No REST for the Weary #

Dr. Roy T. Fielding introduced the concept of REpresentational State Transfer (REST).  This has been the subject of endless debate over countless mailing lists.  Again, I don't feel qualified to even appreciate all of the arguments, but here are some of the key points.

Architectures based on REST have a small number of verbs (like, four) which apply to an inexhaustible supply of nouns (every possible URL).  Much of the discussion to date has been to contrasts this model to traditional RPC models which have an inexhaustible supply of both verbs and nouns.

More interesting to me is the following statement (in section 5.2.2) "All REST interactions are stateless.

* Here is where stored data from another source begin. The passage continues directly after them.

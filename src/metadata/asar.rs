//! Minimal asar archive reader.
//!
//! Only what is needed to pull a single file out of `app.asar`:
//!
//! ```text
//! [u32 le: 4][u32 le: header_size]          size pickle
//! [u32 le: payload][u32 le: json_len][json] header pickle (header_size bytes)
//! [file data...]                            starts at 8 + header_size
//! ```
//!
//! The JSON index nests directories under `files` keys. File entries carry a
//! `size` and a string `offset` relative to the start of the file data, or
//! `"unpacked": true` when the file lives in `app.asar.unpacked/`.

use crate::bundler::{Error, Result, error::ErrorExt};
use serde_json::Value;
use std::{
    io::SeekFrom,
    path::{Path, PathBuf},
};
use tokio::io::{AsyncReadExt, AsyncSeekExt};

/// Upper bound on the JSON index size, guards against reading garbage as a length.
const MAX_HEADER_SIZE: u32 = 64 * 1024 * 1024;

/// Reads the file at `entry` (slash-separated) from the asar archive at `archive`.
pub async fn read_file(archive: &Path, entry: &str) -> Result<Vec<u8>> {
    let mut file = tokio::fs::File::open(archive)
        .await
        .fs_context("opening archive", archive)?;

    let mut prefix = [0u8; 16];
    file.read_exact(&mut prefix)
        .await
        .fs_context("reading archive header", archive)?;

    let header_size = le_u32(&prefix[4..8]);
    let json_len = le_u32(&prefix[12..16]);
    if json_len > MAX_HEADER_SIZE || json_len > header_size {
        return Err(malformed(archive, "header length out of range"));
    }

    let mut json = vec![0u8; json_len as usize];
    file.read_exact(&mut json)
        .await
        .fs_context("reading archive index", archive)?;
    let index: Value = serde_json::from_slice(&json)?;

    let node = lookup(&index, entry).ok_or_else(|| Error::Metadata {
        path: archive.to_path_buf(),
        reason: format!("{entry} not found in archive"),
    })?;

    if node.get("unpacked").and_then(Value::as_bool).unwrap_or(false) {
        let unpacked = unpacked_path(archive, entry);
        return tokio::fs::read(&unpacked)
            .await
            .fs_context("reading unpacked archive entry", &unpacked);
    }

    let size = node
        .get("size")
        .and_then(Value::as_u64)
        .ok_or_else(|| malformed(archive, "entry has no size"))?;
    let offset = node
        .get("offset")
        .and_then(|v| v.as_str().and_then(|s| s.parse::<u64>().ok()).or(v.as_u64()))
        .ok_or_else(|| malformed(archive, "entry has no offset"))?;

    let data_start = 8 + u64::from(header_size);
    let archive_len = file
        .metadata()
        .await
        .fs_context("reading archive metadata", archive)?
        .len();
    let in_bounds = data_start
        .checked_add(offset)
        .and_then(|start| start.checked_add(size))
        .is_some_and(|end| end <= archive_len);
    if !in_bounds {
        return Err(malformed(archive, "entry extends past end of archive"));
    }

    file.seek(SeekFrom::Start(data_start + offset))
        .await
        .fs_context("seeking archive entry", archive)?;

    let mut data = vec![0u8; size as usize];
    file.read_exact(&mut data)
        .await
        .fs_context("reading archive entry", archive)?;
    Ok(data)
}

fn lookup<'a>(index: &'a Value, entry: &str) -> Option<&'a Value> {
    entry
        .split('/')
        .filter(|part| !part.is_empty())
        .try_fold(index, |node, part| node.get("files")?.get(part))
}

fn unpacked_path(archive: &Path, entry: &str) -> PathBuf {
    let mut dir = archive.as_os_str().to_owned();
    dir.push(".unpacked");
    entry
        .split('/')
        .filter(|part| !part.is_empty())
        .fold(PathBuf::from(dir), |path, part| path.join(part))
}

fn le_u32(bytes: &[u8]) -> u32 {
    u32::from_le_bytes([bytes[0], bytes[1], bytes[2], bytes[3]])
}

fn malformed(archive: &Path, reason: &str) -> Error {
    Error::Metadata {
        path: archive.to_path_buf(),
        reason: format!("malformed archive: {reason}"),
    }
}

/// Builds an asar archive in memory. Test helper.
#[cfg(test)]
pub(crate) fn pack(files: &[(&str, &[u8])]) -> Vec<u8> {
    use serde_json::{Map, json};

    let mut root = Map::new();
    let mut data = Vec::new();
    for (name, contents) in files {
        root.insert(
            (*name).to_string(),
            json!({ "size": contents.len(), "offset": data.len().to_string() }),
        );
        data.extend_from_slice(contents);
    }
    let json = serde_json::to_vec(&json!({ "files": root })).unwrap();
    frame(&json, &data)
}

/// Lays out `index` and `data` in archive order. Test helper.
#[cfg(test)]
fn frame(index: &[u8], data: &[u8]) -> Vec<u8> {
    let padded = (index.len() + 3) & !3;
    let header_size = (8 + padded) as u32;
    let mut out = Vec::new();
    out.extend_from_slice(&4u32.to_le_bytes());
    out.extend_from_slice(&header_size.to_le_bytes());
    out.extend_from_slice(&((4 + padded) as u32).to_le_bytes());
    out.extend_from_slice(&(index.len() as u32).to_le_bytes());
    out.extend_from_slice(index);
    out.resize(8 + header_size as usize, 0);
    out.extend_from_slice(data);
    out
}

#[cfg(test)]
mod tests {
    use super::*;

    #[tokio::test]
    async fn reads_packed_entry() {
        let dir = tempfile::tempdir().unwrap();
        let archive = dir.path().join("app.asar");
        let bytes = pack(&[
            ("index.js", b"console.log('hi')".as_slice()),
            ("package.json", br#"{"name":"demo"}"#.as_slice()),
        ]);
        std::fs::write(&archive, bytes).unwrap();

        let data = read_file(&archive, "package.json").await.unwrap();
        assert_eq!(data, br#"{"name":"demo"}"#);
    }

    #[tokio::test]
    async fn missing_entry_is_an_error() {
        let dir = tempfile::tempdir().unwrap();
        let archive = dir.path().join("app.asar");
        std::fs::write(&archive, pack(&[("index.js", b"".as_slice())])).unwrap();

        let err = read_file(&archive, "package.json").await.unwrap_err();
        assert!(err.to_string().contains("package.json not found"));
    }

    #[tokio::test]
    async fn truncated_archive_is_an_error() {
        let dir = tempfile::tempdir().unwrap();
        let archive = dir.path().join("app.asar");
        std::fs::write(&archive, [4u8, 0, 0]).unwrap();

        assert!(read_file(&archive, "package.json").await.is_err());
    }

    #[tokio::test]
    async fn reads_unpacked_entry() {
        let dir = tempfile::tempdir().unwrap();
        let archive = dir.path().join("app.asar");
        let index = br#"{"files":{"package.json":{"size":15,"unpacked":true}}}"#;
        std::fs::write(&archive, frame(index, b"")).unwrap();
        std::fs::create_dir_all(dir.path().join("app.asar.unpacked")).unwrap();
        std::fs::write(
            dir.path().join("app.asar.unpacked/package.json"),
            br#"{"name":"demo"}"#,
        )
        .unwrap();

        let data = read_file(&archive, "package.json").await.unwrap();
        assert_eq!(data, br#"{"name":"demo"}"#);
    }

    #[tokio::test]
    async fn oversized_entry_is_rejected() {
        let dir = tempfile::tempdir().unwrap();
        let archive = dir.path().join("app.asar");
        let index = br#"{"files":{"package.json":{"size":4000000000,"offset":"0"}}}"#;
        std::fs::write(&archive, frame(index, b"{}")).unwrap();

        let err = read_file(&archive, "package.json").await.unwrap_err();
        assert!(err.to_string().contains("past end of archive"), "{err}");
    }
}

That is, each request contains all of the information necessary for a connector to understand the request, independent of any requests that may have preceded it.".  While Roy is known to be skeptical about the overuse of XML, he states that this constraint is independent of the protocol syntax.  Not that this stops any of the seemingly endless debate, of course.

The idea of messages being entirely self contained and routed across great distances to be interpreted by the recipient is the recurring theme that I want to highlight here.

Linda #

Another influential effort in this area has been the result of Yale university's Linda group.  The overall concept is one of a shared space into which processes can place messages from which other processes can access them, optionally removing them in the process and optionally waiting.  Again the concept is that there are a small number of verbs (six or less) which can apply to any data.

In the Linda coordination language, the sender of a message does not know anything about the recipients.  The only communication is through the data itself.  Recipients are determined by matches on content.  Data is a simple sequence of strings and numbers.  IBM TSpaces and Sun JavaSpaces continue this work, focusing on such aspects as security and richer objects respectively.

More recently XMLSpaces have been introduced.  They also introduce a richer set of constructs, in a platform independent way.  They also allow the leveraging of standards like digital signatures and XML QueryRogueWave has a "tech preview" of such an implementation.

Summary #

I don't have a crystal ball.  If I knew all the answers, I would retire rich now.  But here are three themes I see as growing in importance over time.

I do believe that protocols are becoming increasingly moving to XML as a canonical representation.  This does not preclude alternative representations optimized for various usages, just states that those that succeed will likely have clear mappings to and from a standardized XML representation.

Constraining the verb set does tend to make the protocol more understandable, scalable and secure.  Accordingly, I see a movement from RPC encodings ("I have something I want you to do for me") to document literal encodings ("I have something to tell you").

Location independence is more than simply something that DNS provides.  If you pick an open protocol because it allows you a choice of providers, you can easily defeat the purpose of this pretty quickly once you hard code references to a specific provider in your code.

Conclusion #

In terms of a tangible recommendation, when designing an interface I recommend starting from a description of the data that you wish to exchange.  Represent it as simply as possible as name/value pairs, using nesting when structure is important. When appropriate, wrap the results in an envelope and annotate it with routing and/or security information as a header.  It generally is also helpful to capture the description of these messages in both a human and machine readable terms in WSDL to aid in the development of receptors for your data. 

Footnote #

Neurotransmitters are the term that biologists use for the type of hormones that are used in the brain to transmit information from one neuron to another.